In our app this happens when:
- Provision some devices/nodes
- Add second provisioner with different address range (2nd provisioner's node will have address from local provisioner's range) and some elements
- Remove first/local provisioner (results in calls to this and this)
- Calculation in this line will crash
(so more or less #577)
Proposed fix
I am not sure if just fixing the crash is enough or the whole function could cause issues if unicastAddresses of removed nodes/elements have to be reused in case the provisioner's pool of never used addresses dried up.
Otherwise:
-count = Int(node.primaryUnicastAddress - address)
+count = Int(node.primaryUnicastAddress) - Int(address)
Relevant log output
No response
Add second provisioner with different address range (2nd provisioner's node will have address from local provisioner's range) and some elements
There's an assumption, that each Provisoner gets an address from its own unicast address range. In nRF Mesh app you can't assign an address to a new Provisioner from outside of its range.

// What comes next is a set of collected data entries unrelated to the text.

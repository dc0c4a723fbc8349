//! # Frame Encoder
//!
//! Packs addresses and data into a header and appends its checksum.

use tracing::debug;

use super::checksum::{compute_checksum, low_mask};
use super::protocol::*;
use crate::error::{FrameError, Result};

/// Builds frames for a fixed layout and source address
#[derive(Debug, Clone)]
pub struct FrameEncoder {
    layout: FrameLayout,
}

impl FrameEncoder {
    /// Create an encoder for a layout
    ///
    /// # Errors
    ///
    /// Returns error if the layout fails [`FrameLayout::validate`]
    pub fn new(layout: FrameLayout) -> Result<Self> {
        layout.validate()?;
        Ok(Self { layout })
    }

    pub fn layout(&self) -> &FrameLayout {
        &self.layout
    }

    /// Pack the unchecked header
    ///
    /// ```text
    /// leading (1) | source (port_width) | destination (port_width) | data (data_width)
    /// ```
    ///
    /// # Errors
    ///
    /// Returns error if `destination` or `data` does not fit its field
    pub fn encode_header(&self, destination: u64, data: u64) -> Result<u64> {
        let FrameLayout {
            port_width,
            data_width,
            source_address,
            ..
        } = self.layout;

        if destination > low_mask(port_width) {
            return Err(FrameError::AddressOutOfRange {
                field: "destination",
                value: destination,
                width: port_width,
            });
        }

        if data > low_mask(data_width) {
            return Err(FrameError::DataOutOfRange {
                value: data,
                width: data_width,
            });
        }

        let mut header = LEADING_BIT;
        header = (header << port_width) | source_address;
        header = (header << port_width) | destination;
        header = (header << data_width) | data;

        Ok(header)
    }

    /// Encode a complete frame
    ///
    /// # Arguments
    ///
    /// * `destination` - Destination address (must fit `port_width`)
    /// * `data` - Payload (must fit `data_width`)
    ///
    /// # Returns
    ///
    /// * `Result<Frame>` - Header with its checksum appended per the layout's [`ChecksumPolicy`]
    ///
    /// # Examples
    ///
    /// ```
    /// use bitframe::frame::encoder::FrameEncoder;
    /// use bitframe::frame::protocol::FrameLayout;
    ///
    /// let encoder = FrameEncoder::new(FrameLayout::default())?;
    /// let frame = encoder.encode(5, 3)?;
    /// assert_eq!(frame.value(), 1_078_018_278);
    /// assert_eq!(frame.width(), 31);
    /// # Ok::<(), bitframe::error::FrameError>(())
    /// ```
    pub fn encode(&self, destination: u64, data: u64) -> Result<Frame> {
        let header = self.encode_header(destination, data)?;
        let checksum = compute_checksum(header)?;

        let field = match self.layout.checksum_policy {
            ChecksumPolicy::Fixed => {
                let width = self.layout.nominal_checksum_width();
                if checksum.width > width {
                    debug!(
                        "Truncating {}-bit checksum {:#b} to {} bits",
                        checksum.width, checksum.value, width
                    );
                }
                checksum.fit_to(width)
            }
            ChecksumPolicy::Natural => checksum,
        };

        Ok(Frame::new(&self.layout, header, field))
    }
}
//! # Bit-Serial Transmission Module
//!
//! Emits frames as a timed bit stream with blind redundancy.
//!
//! This module handles:
//! - Rendering a frame msb-first at its natural bit length
//! - Pacing each bit by `1 / baud_rate` seconds
//! - Repeating the whole frame `idempotence_runs` times
//! - Pausing between runs for a fixed multiple of the bit delay
//!
//! There is no acknowledgement channel and no cancellation: a transmission
//! always completes every run unless the port fails.

pub mod port_trait;

use std::time::Duration;

use tracing::{debug, info};

use crate::error::{FrameError, Result};
use crate::frame::protocol::Frame;
use port_trait::BitPort;

/// Default line rate in bits per second
pub const DEFAULT_BAUD_RATE: u32 = 1200;

/// Default number of times each frame is sent
pub const DEFAULT_IDEMPOTENCE_RUNS: u32 = 5;

/// Default pause between runs, in bit periods
pub const DEFAULT_IDEMPOTENCE_DELAY_BITS: u32 = 10;

/// Line timing and redundancy policy
#[derive(Debug, Clone, Copy, PartialEq, Eq)]
pub struct LinkTiming {
    /// Hold after every emitted bit
    pub bit_delay: Duration,

    /// Number of full repetitions of a frame
    pub runs: u32,

    /// Pause between consecutive runs
    pub run_delay: Duration,
}

impl Default for LinkTiming {
    fn default() -> Self {
        let bit_delay = Duration::from_secs(1) / DEFAULT_BAUD_RATE;
        Self {
            bit_delay,
            runs: DEFAULT_IDEMPOTENCE_RUNS,
            run_delay: bit_delay * DEFAULT_IDEMPOTENCE_DELAY_BITS,
        }
    }
}

impl LinkTiming {
    /// Derive timing from a baud rate
    ///
    /// # Arguments
    ///
    /// * `baud_rate` - Bits per second; the bit delay is `1 / baud_rate` seconds
    /// * `runs` - Number of times each frame is sent
    /// * `delay_bits` - Pause between runs, in bit periods
    ///
    /// # Errors
    ///
    /// Returns error if `baud_rate` or `runs` is zero
    pub fn from_baud(baud_rate: u32, runs: u32, delay_bits: u32) -> Result<Self> {
        if baud_rate == 0 {
            return Err(FrameError::InvalidTiming(
                "baud_rate must be greater than 0".to_string(),
            ));
        }

        if runs == 0 {
            return Err(FrameError::InvalidTiming(
                "idempotence_runs must be greater than 0".to_string(),
            ));
        }

        let bit_delay = Duration::from_secs(1) / baud_rate;
        Ok(Self {
            bit_delay,
            runs,
            run_delay: bit_delay * delay_bits,
        })
    }

    /// Time to emit one run of `bits` bits
    pub fn run_duration(&self, bits: u32) -> Duration {
        self.bit_delay * bits
    }

    /// Time to emit every run of `bits` bits, including inter-run pauses
    pub fn total_duration(&self, bits: u32) -> Duration {
        self.run_duration(bits) * self.runs + self.run_delay * self.runs.saturating_sub(1)
    }
}

/// Outcome of a completed transmission
#[derive(Debug, Clone, Copy, PartialEq, Eq)]
pub struct TransmitReport {
    /// Runs sent
    pub runs: u32,

    /// Bits in one run
    pub bits_per_run: u32,

    /// Bits emitted across all runs
    pub bits_emitted: u64,
}

/// Sends frames over a [`BitPort`]
pub struct Transmitter<P> {
    port: P,
    timing: LinkTiming,
}

impl<P> std::fmt::Debug for Transmitter<P> {
    fn fmt(&self, f: &mut std::fmt::Formatter<'_>) -> std::fmt::Result {
        f.debug_struct("Transmitter")
            .field("timing", &self.timing)
            .finish_non_exhaustive()
    }
}

impl<P: BitPort> Transmitter<P> {
    pub fn new(port: P, timing: LinkTiming) -> Self {
        Self { port, timing }
    }

    pub fn timing(&self) -> &LinkTiming {
        &self.timing
    }

    pub fn into_port(self) -> P {
        self.port
    }

    /// Transmit a frame with blind redundancy
    ///
    /// Each run emits every bit of the frame msb-first, holding the line for
    /// one bit delay after each. Runs are separated by the run delay.
    ///
    /// # Errors
    ///
    /// Returns error if the port fails; remaining runs are not attempted
    ///
    /// # Examples
    ///
    /// ```no_run
    /// use bitframe::frame::encoder::FrameEncoder;
    /// use bitframe::frame::protocol::FrameLayout;
    /// use bitframe::serial::port_trait::WriterPort;
    /// use bitframe::serial::{LinkTiming, Transmitter};
    ///
    /// #[tokio::main]
    /// async fn main() -> anyhow::Result<()> {
    ///     let frame = FrameEncoder::new(FrameLayout::default())?.encode(5, 3)?;
    ///     let port = WriterPort::new(tokio::io::stdout());
    ///     let mut transmitter = Transmitter::new(port, LinkTiming::default());
    ///     transmitter.transmit(&frame).await?;
    ///     Ok(())
    /// }
    /// ```
    pub async fn transmit(&mut self, frame: &Frame) -> Result<TransmitReport> {
        let bits = frame.bits();
        let bits_per_run = bits.len() as u32;

        info!(
            "Transmitting frame {} ({} bits, {} runs, ~{:?})",
            frame,
            bits_per_run,
            self.timing.runs,
            self.timing.total_duration(bits_per_run)
        );

        for run in 0..self.timing.runs {
            if run > 0 {
                self.port.hold(self.timing.run_delay).await?;
            }

            for bit in bits.iter().by_vals() {
                self.port.emit_bit(bit).await?;
                self.port.hold(self.timing.bit_delay).await?;
            }

            self.port.flush().await?;
            debug!("Completed run {}/{}", run + 1, self.timing.runs);
        }

        Ok(TransmitReport {
            runs: self.timing.runs,
            bits_per_run,
            bits_emitted: u64::from(bits_per_run) * u64::from(self.timing.runs),
        })
    }
}
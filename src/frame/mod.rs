//! # Frame Module
//!
//! Bit-packed frame encoding.
//!
//! This module handles:
//! - Packing leading bit, source, destination and data into a header
//! - Complement-sum checksum over the header
//! - Placing the checksum per the configured policy

pub mod protocol;
pub mod encoder;
pub mod checksum;
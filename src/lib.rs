//! # bitframe
//!
//! Point-to-point message framing over a bit-serial line.
//!
//! This library packs a leading marker bit, source and destination addresses
//! and a data payload into a single integer, appends a complement-sum
//! checksum, and emits the result as a timed bit stream repeated several
//! times for blind redundancy.

pub mod config;
pub mod error;
pub mod frame;
pub mod serial;
//! # bitframe
//!
//! Encode a single frame and transmit it as a bit stream on stdout.
//!
//! ```text
//! bitframe [DESTINATION] [DATA]
//! ```

use anyhow::{Context, Result};
use tracing::info;

use bitframe::config::Config;
use bitframe::frame::encoder::FrameEncoder;
use bitframe::serial::port_trait::WriterPort;
use bitframe::serial::Transmitter;

/// Environment variable naming the configuration file
const CONFIG_ENV: &str = "BITFRAME_CONFIG";

/// Destination used when none is given on the command line
const DEFAULT_DESTINATION: u64 = 5;

/// Payload used when none is given on the command line
const DEFAULT_DATA: u64 = 3;

/// Main entry point for bitframe
///
/// # Control Flow
///
/// 1. Set up logging on stderr (stdout carries the bit stream)
/// 2. Load configuration from `BITFRAME_CONFIG`, or use built-in defaults
/// 3. Encode `(destination, data)` into a frame
/// 4. Transmit the frame to stdout with the configured redundancy
///
/// # Errors
///
/// Returns error if:
/// - The configuration file cannot be read or is invalid
/// - An argument is not a number or does not fit its field
/// - Writing to stdout fails
///
/// # Examples
///
/// ```bash
/// cargo run --release -- 5 3
/// ```
///
/// Expected output (stderr):
/// ```text
/// INFO bitframe: bitframe v0.1.0 starting...
/// INFO bitframe::serial: Transmitting frame 1000000010000010100000011100110 (31 bits, 5 runs, ~162.499935ms)
/// INFO bitframe: Sent 155 bits in 5 runs
/// ```
#[tokio::main]
async fn main() -> Result<()> {
    // Initialize logging
    tracing_subscriber::fmt()
        .with_writer(std::io::stderr)
        .with_env_filter(
            tracing_subscriber::EnvFilter::from_default_env()
                .add_directive(tracing::Level::INFO.into()),
        )
        .init();

    info!("bitframe v{} starting...", env!("CARGO_PKG_VERSION"));

    let config = match std::env::var_os(CONFIG_ENV) {
        Some(path) => {
            info!("Loading configuration from {}", path.to_string_lossy());
            Config::load(&path)
                .with_context(|| format!("failed to load {}", path.to_string_lossy()))?
        }
        None => Config::default(),
    };

    let mut args = std::env::args().skip(1);
    let destination = parse_arg(args.next(), "destination", DEFAULT_DESTINATION)?;
    let data = parse_arg(args.next(), "data", DEFAULT_DATA)?;

    let encoder = FrameEncoder::new(config.layout())?;
    let frame = encoder
        .encode(destination, data)
        .with_context(|| format!("cannot frame destination={} data={}", destination, data))?;

    info!(
        "Encoded source={} destination={} data={} checksum={:#b} -> {}",
        frame.source(),
        frame.destination(),
        frame.data(),
        frame.checksum(),
        frame.value()
    );

    let mut transmitter = Transmitter::new(WriterPort::new(tokio::io::stdout()), config.timing()?);
    let report = transmitter.transmit(&frame).await?;

    info!("Sent {} bits in {} runs", report.bits_emitted, report.runs);

    Ok(())
}

/// Parse an optional numeric argument, falling back to `default`
fn parse_arg(arg: Option<String>, name: &str, default: u64) -> Result<u64> {
    match arg {
        Some(value) => value
            .parse()
            .with_context(|| format!("{} must be a non-negative integer, got {:?}", name, value)),
        None => Ok(default),
    }
}

#[cfg(test)]
mod tests {
    use super::*;

    #[test]
    fn test_parse_arg_default() {
        assert_eq!(parse_arg(None, "data", DEFAULT_DATA).unwrap(), 3);
    }

    #[test]
    fn test_parse_arg_value() {
        assert_eq!(parse_arg(Some("42".to_string()), "data", 0).unwrap(), 42);
    }

    #[test]
    fn test_parse_arg_rejects_garbage() {
        let err = parse_arg(Some("-1".to_string()), "destination", 0).unwrap_err();
        assert!(err.to_string().contains("destination"));
    }

    #[test]
    fn test_demo_inputs_encode() {
        let encoder = FrameEncoder::new(Config::default().layout()).unwrap();
        let frame = encoder.encode(DEFAULT_DESTINATION, DEFAULT_DATA).unwrap();
        assert_eq!(frame.value(), 1_078_018_278);
    }
}
pub mod raster;
//! epispin animates a nested family of epicycloids.
//!
//! Every cusp count `n` in `1..=max_cusps` gets a hub of radius `n` with a unit roller rolling
//! around it; the pen on the roller traces the curve while the hubs themselves roll inside the
//! largest one. A single progress value `p` in `[0, 1]` drives all of it.
//!
//! # Pieces
//!
//! - [`EpiCycloid`]: precomputed point table and progressive `M .. L ..` path strings.
//! - [`TransformNode`]: a group whose transform is translate-then-rotate-about-pivot, updated
//!   field by field.
//! - [`CurveSet`]: hub frame, roller frame, pen and curve for one cusp count.
//! - [`Driver`]: the paused/running/done state machine that turns frame timestamps into `p`.
//!
//! The core only talks to a [`Scene`]; [`SvgDocument`] is the in-memory implementation used for
//! export, and [`render::raster`] turns its markup into pixels.
#![forbid(unsafe_code)]

pub mod animation;
pub mod foundation;
pub mod geometry;
pub mod render;
pub mod scene;

pub use animation::clock::FrameClock;
pub use animation::config::{DriverConfig, Layout};
pub use animation::curve_set::{CurveSet, hue_for};
pub use animation::driver::{Driver, FrameOutcome, RunState, TickRequest};
pub use foundation::core::{Affine, Canvas, Point, Rng64, Vec2, fixed3};
pub use foundation::error::{EpiError, EpiResult};
pub use geometry::angle::{centered, degrees, normalized};
pub use geometry::epicycloid::{EpiCycloid, POINT_DENSITY};
pub use render::raster::{RasterFrame, rasterize_svg, write_png};
pub use scene::color::Hsla;
pub use scene::document::{Element, SvgDocument};
pub use scene::node::{Attrs, Child, NodeId, NodeKind, Scene};
pub use scene::transform::{TransformNode, TransformState, TransformUpdate};
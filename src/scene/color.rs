use std::fmt;

/// CSS hue/saturation/lightness color with optional alpha.
///
/// Formats as `hsl(h, s%, l%)`, or `hsla(h, s%, l%, a)` once an alpha is set.
#[derive(Clone, Copy, Debug, PartialEq)]
pub struct Hsla {
    /// Degrees.
    pub h: f64,
    /// Percent, `0..=100`.
    pub s: f64,
    /// Percent, `0..=100`.
    pub l: f64,
    pub a: Option<f64>,
}

impl Hsla {
    pub fn hsl(h: f64, s: f64, l: f64) -> Self {
        Self { h, s, l, a: None }
    }

    pub fn with_alpha(self, a: f64) -> Self {
        Self { a: Some(a), ..self }
    }
}

impl fmt::Display for Hsla {
    fn fmt(&self, f: &mut fmt::Formatter<'_>) -> fmt::Result {
        match self.a {
            None => write!(f, "hsl({}, {}%, {}%)", self.h, self.s, self.l),
            Some(a) => write!(f, "hsla({}, {}%, {}%, {})", self.h, self.s, self.l, a),
        }
    }
}
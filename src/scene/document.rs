use crate::{
    foundation::error::{EpiError, EpiResult},
    scene::node::{Attrs, Child, NodeId, NodeKind, Scene},
};

const SVG_NS: &str = "http://www.w3.org/2000/svg";

/// One element in an [`SvgDocument`].
#[derive(Clone, Debug)]
pub struct Element {
    pub kind: NodeKind,
    pub attrs: Attrs,
    pub children: Vec<Child>,
    pub parent: Option<NodeId>,
}

/// In-memory element tree implementing [`Scene`], serializable to SVG markup.
///
/// Nodes live in an arena and are never freed; a handle stays valid for the lifetime of the
/// document. Appending a node that already has a parent moves it, as the DOM does.
#[derive(Clone, Debug, Default)]
pub struct SvgDocument {
    nodes: Vec<Element>,
}

impl SvgDocument {
    pub fn new() -> Self {
        Self::default()
    }

    pub fn len(&self) -> usize {
        self.nodes.len()
    }

    pub fn is_empty(&self) -> bool {
        self.nodes.is_empty()
    }

    pub fn get(&self, id: NodeId) -> Option<&Element> {
        self.nodes.get(id.0 as usize)
    }

    /// Attribute value on `id`, if both exist.
    pub fn attr(&self, id: NodeId, key: &str) -> Option<&str> {
        self.get(id).and_then(|e| e.attrs.get(key))
    }

    /// Node children of `id` in document order (text runs skipped).
    pub fn child_nodes(&self, id: NodeId) -> Vec<NodeId> {
        self.get(id)
            .map(|e| {
                e.children
                    .iter()
                    .filter_map(|c| match c {
                        Child::Node(n) => Some(*n),
                        Child::Text(_) => None,
                    })
                    .collect()
            })
            .unwrap_or_default()
    }

    /// Every node of `kind` reachable from `root`, depth first.
    pub fn descendants_of_kind(&self, root: NodeId, kind: NodeKind) -> Vec<NodeId> {
        let mut out = Vec::new();
        let mut stack = vec![root];
        while let Some(id) = stack.pop() {
            let Some(el) = self.get(id) else {
                continue;
            };
            if el.kind == kind {
                out.push(id);
            }
            for c in self.child_nodes(id).into_iter().rev() {
                stack.push(c);
            }
        }
        out
    }

    fn element_mut(&mut self, id: NodeId) -> EpiResult<&mut Element> {
        self.nodes
            .get_mut(id.0 as usize)
            .ok_or_else(|| EpiError::scene(format!("unknown node {}", id.0)))
    }

    fn is_ancestor(&self, maybe_ancestor: NodeId, mut id: NodeId) -> bool {
        loop {
            if id == maybe_ancestor {
                return true;
            }
            match self.get(id).and_then(|e| e.parent) {
                Some(p) => id = p,
                None => return false,
            }
        }
    }

    /// Serialize the subtree at `root` as SVG markup.
    pub fn to_svg_string(&self, root: NodeId) -> EpiResult<String> {
        if self.get(root).is_none() {
            return Err(EpiError::scene(format!("unknown node {}", root.0)));
        }
        let mut out = String::with_capacity(4096);
        self.write_node(root, &mut out);
        out.push('\n');
        Ok(out)
    }

    fn write_node(&self, id: NodeId, out: &mut String) {
        let Some(el) = self.get(id) else {
            return;
        };
        let tag = el.kind.tag();
        out.push('<');
        out.push_str(tag);
        if el.kind == NodeKind::Root && el.attrs.get("xmlns").is_none() {
            out.push_str(" xmlns=\"");
            out.push_str(SVG_NS);
            out.push('"');
        }
        for (k, v) in el.attrs.iter() {
            out.push(' ');
            out.push_str(k);
            out.push_str("=\"");
            escape_into(v, out);
            out.push('"');
        }
        if el.children.is_empty() {
            out.push_str("/>");
            return;
        }
        out.push('>');
        for child in &el.children {
            match child {
                Child::Node(n) => self.write_node(*n, out),
                Child::Text(t) => escape_into(t, out),
            }
        }
        out.push_str("</");
        out.push_str(tag);
        out.push('>');
    }
}

fn escape_into(s: &str, out: &mut String) {
    for ch in s.chars() {
        match ch {
            '&' => out.push_str("&amp;"),
            '<' => out.push_str("&lt;"),
            '>' => out.push_str("&gt;"),
            '"' => out.push_str("&quot;"),
            c => out.push(c),
        }
    }
}

impl Scene for SvgDocument {
    fn create_node(&mut self, kind: NodeKind, attrs: Attrs) -> NodeId {
        let id = NodeId(self.nodes.len() as u32);
        self.nodes.push(Element {
            kind,
            attrs,
            children: Vec::new(),
            parent: None,
        });
        id
    }

    fn set_attribute(&mut self, node: NodeId, key: &str, value: String) -> EpiResult<()> {
        self.element_mut(node)?.attrs.set(key, value);
        Ok(())
    }

    fn append_child(&mut self, parent: NodeId, child: Child) -> EpiResult<()> {
        self.element_mut(parent)?;
        let id = match child {
            Child::Text(text) => {
                self.element_mut(parent)?.children.push(Child::Text(text));
                return Ok(());
            }
            Child::Node(id) => id,
        };

        self.element_mut(id)?;
        if self.is_ancestor(id, parent) {
            return Err(EpiError::scene(format!(
                "appending node {} under {} would create a cycle",
                id.0, parent.0
            )));
        }

        if let Some(old) = self.element_mut(id)?.parent.take() {
            self.element_mut(old)?
                .children
                .retain(|c| *c != Child::Node(id));
        }
        self.element_mut(id)?.parent = Some(parent);
        self.element_mut(parent)?.children.push(Child::Node(id));
        Ok(())
    }
}

#[cfg(test)]
#[path = "../../tests/unit/scene/document.rs"]
mod tests;
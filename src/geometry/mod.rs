pub mod angle;
pub mod epicycloid;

The library checks that here: https://github.com/NordicSemiconductor/IOS-nRF-Mesh-Library/blob/e8a91907650d454335e87c57fa0c5c12800a48f9/nRFMeshProvision/Mesh%20API/MeshNetwork%2BProvisioner.swift#L175-L178
Could you provide exact steps how can I reproduce the crash using nRF Mesh app? Or which methods are you calling in your app. I tried the procedure you wrote but it seems to work fine in the app.
I am adding a second provisioner with address 199B, which is in its range, then I remove the local one and no crash.
Hi @philips77,
sorry, I was mistaken in my previous post. The provisioners get created as you say: with addresses within their range. But after deletion, during sync with an Android device something gets messed up.
We'll check if it's related to the android library or just on our end :)
Btw, this assumption that the provisioner gets a unicast address from its own range is not specified anywhere and other implementations may do this differently. Perhaps this should be fixed at some point.